4. Guru menciptakan suasana kehidupan sekolah dan memelihara hubungan
baik dengan orang tua murid bagi kepentingan anak didik.
5. Guru memelihara hubungan baik dengan masyarakat di sekitar sekolahnya
maupun masyarakat yang lebih luas untuk kepentingan pendidikan.
6. Guru secara sendiri dan atau bersama-sama berusaha mengembangkan dan
meningkatkan mutu profesinya.
7. Guru menciptakan dan memelihara hubungan baik antarsesama guru, baik
berdasarkan lingkungan kerja maupun di dalam hubungan keseluruhan.

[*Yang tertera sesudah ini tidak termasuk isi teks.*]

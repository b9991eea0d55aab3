// ── Runtime hub configuration ──
//
// Describes *how* the realtime client connects and recovers. Built by
// the CLI from its profile config and handed in; core never reads
// config files.

use std::time::Duration;

use url::Url;

/// Reconnection policy: the single source of truth for attempt count
/// and next delay.
///
/// One budget drives everything: the transport performs no retries of
/// its own and the watchdog never shortcuts a delay. The counter resets
/// to zero on every successful connect.
#[derive(Debug, Clone)]
pub struct RetryPolicy {
    /// Delay before the first reconnection attempt. Default: 3s.
    pub initial_delay: Duration,

    /// Upper bound on backoff delay. Default: 30s.
    pub max_delay: Duration,

    /// Attempts before giving up with `MaxRetries`. Default: 5.
    pub max_retries: u32,
}

impl Default for RetryPolicy {
    fn default() -> Self {
        Self {
            initial_delay: Duration::from_secs(3),
            max_delay: Duration::from_secs(30),
            max_retries: 5,
        }
    }
}

impl RetryPolicy {
    /// Delay before attempt `attempt` (0-based): exponential, capped.
    ///
    /// `delay = min(initial * 2^attempt, max)`
    pub fn delay(&self, attempt: u32) -> Duration {
        let base = self.initial_delay.as_secs_f64() * 2.0_f64.powf(f64::from(attempt.min(16)));
        Duration::from_secs_f64(base.min(self.max_delay.as_secs_f64()))
    }
}

/// Configuration for the realtime hub connection.
#[derive(Debug, Clone)]
pub struct HubConfig {
    /// Push hub endpoint (e.g. `https://roster.example.com/hubs/notifications`).
    pub hub_url: Url,

    /// Reconnection policy.
    pub retry: RetryPolicy,

    /// Health-watchdog tick interval. Independent of the retry delay;
    /// both are plain tunables. Default: 10s.
    pub watchdog_interval: Duration,
}

impl HubConfig {
    pub fn new(hub_url: Url) -> Self {
        Self {
            hub_url,
            retry: RetryPolicy::default(),
            watchdog_interval: Duration::from_secs(10),
        }
    }
}

#[cfg(test)]
mod tests {
    use super::*;

    #[test]
    fn default_retry_policy() {
        let policy = RetryPolicy::default();
        assert_eq!(policy.initial_delay, Duration::from_secs(3));
        assert_eq!(policy.max_delay, Duration::from_secs(30));
        assert_eq!(policy.max_retries, 5);
    }

    #[test]
    fn delay_doubles_then_caps() {
        let policy = RetryPolicy::default();
        assert_eq!(policy.delay(0), Duration::from_secs(3));
        assert_eq!(policy.delay(1), Duration::from_secs(6));
        assert_eq!(policy.delay(2), Duration::from_secs(12));
        assert_eq!(policy.delay(3), Duration::from_secs(24));
        // Capped from attempt 4 onward.
        assert_eq!(policy.delay(4), Duration::from_secs(30));
        assert_eq!(policy.delay(60), Duration::from_secs(30));
    }
}
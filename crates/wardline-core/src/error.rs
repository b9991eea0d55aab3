// ── Core error types and error signals ──
//
// `ErrorSignal` is what registered error handlers consume: a closed
// classification set synthesized by the connection manager whenever it
// detects a failure class, never persisted, never thrown. `CoreError`
// is for fallible operations the CLI awaits directly.

use thiserror::Error;

use wardline_api::PushError;

// ── ErrorSignal ──────────────────────────────────────────────────────

/// Closed set of failure classes the connection manager reports.
#[derive(Debug, Clone, Copy, PartialEq, Eq)]
pub enum ErrorCode {
    /// No bearer token in the store; no network attempt was made.
    NoToken,
    /// The hub rejected the token. Terminal for automatic retry.
    Unauthorized,
    /// Transport-level failure (DNS, refused, reset, timeout).
    NetworkError,
    /// Cross-origin rejection surfaced by a proxy.
    CorsError,
    /// The retry budget is exhausted; manual `reconnect()` required.
    MaxRetries,
    /// Anything that did not classify.
    Other,
}

impl std::fmt::Display for ErrorCode {
    fn fmt(&self, f: &mut std::fmt::Formatter<'_>) -> std::fmt::Result {
        let s = match self {
            Self::NoToken => "NO_TOKEN",
            Self::Unauthorized => "UNAUTHORIZED",
            Self::NetworkError => "NETWORK_ERROR",
            Self::CorsError => "CORS_ERROR",
            Self::MaxRetries => "MAX_RETRIES",
            Self::Other => "ERROR",
        };
        f.write_str(s)
    }
}

/// A classified failure, fanned out to registered error handlers and
/// then discarded.
#[derive(Debug, Clone, PartialEq, Eq)]
pub struct ErrorSignal {
    pub code: ErrorCode,
    pub message: String,
}

impl ErrorSignal {
    pub fn new(code: ErrorCode, message: impl Into<String>) -> Self {
        Self {
            code,
            message: message.into(),
        }
    }
}

impl From<&PushError> for ErrorSignal {
    fn from(err: &PushError) -> Self {
        let code = match err {
            PushError::Unauthorized { .. } => ErrorCode::Unauthorized,
            PushError::Network(_) => ErrorCode::NetworkError,
            PushError::Cors(_) => ErrorCode::CorsError,
            PushError::Handshake { .. } | PushError::Closed { .. } | PushError::Protocol(_) => {
                ErrorCode::Other
            }
        };
        Self::new(code, err.to_string())
    }
}

impl std::fmt::Display for ErrorSignal {
    fn fmt(&self, f: &mut std::fmt::Formatter<'_>) -> std::fmt::Result {
        write!(f, "[{}] {}", self.code, self.message)
    }
}

// ── CoreError ────────────────────────────────────────────────────────

/// Unified error type for fallible core operations.
///
/// Consumers never see raw HTTP status codes or JSON parse failures;
/// the `From<wardline_api::Error>` impl translates transport-layer
/// errors into domain-appropriate variants.
#[derive(Debug, Error)]
pub enum CoreError {
    #[error("No bearer token configured")]
    NoToken,

    #[error("Authentication failed: {message}")]
    AuthenticationFailed { message: String },

    #[error("Cannot reach the roster backend: {reason}")]
    ConnectionFailed { reason: String },

    #[error("API error: {message}")]
    Api {
        message: String,
        status: Option<u16>,
    },

    #[error("Configuration error: {message}")]
    Config { message: String },

    #[error("Internal error: {0}")]
    Internal(String),
}

impl From<wardline_api::Error> for CoreError {
    fn from(err: wardline_api::Error) -> Self {
        match err {
            wardline_api::Error::NoToken => Self::NoToken,
            wardline_api::Error::Unauthorized { message } => {
                Self::AuthenticationFailed { message }
            }
            wardline_api::Error::Transport(ref e) => {
                if e.is_connect() || e.is_timeout() {
                    Self::ConnectionFailed {
                        reason: e.to_string(),
                    }
                } else {
                    Self::Api {
                        message: e.to_string(),
                        status: e.status().map(|s| s.as_u16()),
                    }
                }
            }
            wardline_api::Error::InvalidUrl(e) => Self::Config {
                message: format!("Invalid URL: {e}"),
            },
            wardline_api::Error::Tls(msg) => Self::ConnectionFailed {
                reason: format!("TLS error: {msg}"),
            },
            wardline_api::Error::Api {
                message_en, status, ..
            } => Self::Api {
                message: message_en,
                status,
            },
            wardline_api::Error::Deserialization { message, .. } => {
                Self::Internal(format!("Deserialization error: {message}"))
            }
            wardline_api::Error::Push(e) => match e {
                PushError::Unauthorized { status } => Self::AuthenticationFailed {
                    message: format!("push hub rejected credentials (status {status})"),
                },
                other => Self::ConnectionFailed {
                    reason: other.to_string(),
                },
            },
        }
    }
}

8. Guru secara bersama-sama memelihara, membina dan meningkatkan mutu
organisasi guru professional sebagai sarana pengabdiannya.
9. Guru melaksanakan segala ketentuan yang merupakan kebijaksanaan
pemerintah dalam bidang pendidikan.
Dengan memahami sembilan butir kode etik guru seperti diuraikan di atas,
diharapkan guru mampu berperan secara aktif dalam upaya memberikan motivasi
kepada subjek belajar yang dihadapi oleh anak didik atau subjek belajar berarti
akan dapat dipecahkan atas bimbingan guru dan kemampuan serta kegairahan
mereka sendiri. Dengan demikian, kegiatan belajar-mengajar akan berjalan dengan
baik sehingga hasilnya optimal.
Adapun menurut kesepakatan para guru Indonesia, dalam melaksanakan tugas
profesinya guru Indonesia menyadari sepenuhnya bahwa perlu ditetapkan Kode Etik
Guru Indonesia sebagai pedoman bersikap dan berperilaku yang sesuai profesinya,
dalam bentuk nilai-nilai moral dan etika dalam jabatan guru sebagai pendidik putera-
puteri bangsa. Sehingga Kode Etik Guru Indonesia pun dirumuskan dalam pasal-pasal
sebagai berikut:
Bagian Satu
Pengertian, tujuan, dan Fungsi
Pasal 1
1. Kode Etik Guru Indonesia adalah norma dan asas yang disepakati dan
diterima oleh guru-guru Indonesia. Sebagai pedoman sikap dan perilaku
dalam melaksanakan tugas profesi sebagai pendidik, anggota maasyarakat
dan warga negara.
2. Pedoman sikap dan perilaku sebagaimana yang dimaksud pada ayat (1) pasal
ini adalah nilai-nilai moral yang membedakan perilaku guru yang baik dan
buruk, yang boleh dan tidak boleh dilaksanakan selama menunaikan tugas-
tugas profesionalnya untuk mendidik, mengajar, membimbing, mengarahkan,
melatih, menilai, dan mengevaluasi peserta didik, serta sikap pergaulan
sehari-hari di dalam dan luar sekolah.
Pasal 2
1. Kode Etik Guru Indonesia merupakan pedoman sikap dan perilaku bertujuan
menempatkan guru sebagai profesi terhormat, mulia, dan bermartabat yang
dilindungi undang-undang.
2. Kode Etik Guru Indonesia berfungsi sebagai seperangkat prinsip dan norma
moral yang melandasi pelaksanaan tugas dan layanan profesional guru dalam
hubungannya dengan peserta didik, orangtua/wali siswa, sekolah dan rekan
seprofesi, organisasi profesi, dan pemerintah sesuai dengan nilai-nilai agama,
pendidikan, sosial, etika dan kemanusiaan.

Bagian Dua
Sumpah/Janji Guru Indonesia
Pasal 3
1. Setiap guru mengucapkan sumpah/janji guru Indonesia sebagai wujud
pemahaman, penerimaan, penghormatan, dan kesediaan untuk mematuhi
nilai-nilai moral yang termuat di dalam Kode Etik Guru Indonesia sebagai
pedoman bersikap dan berperilaku, baik di sekolah maupun di lingkungan
masyarakat.
2. Sumpah/janji guru Indonesia diucapkan di hadapan pengurus organisasi
profesi guru dan pejabat yang berwenang di wilayah kerja masing-masing.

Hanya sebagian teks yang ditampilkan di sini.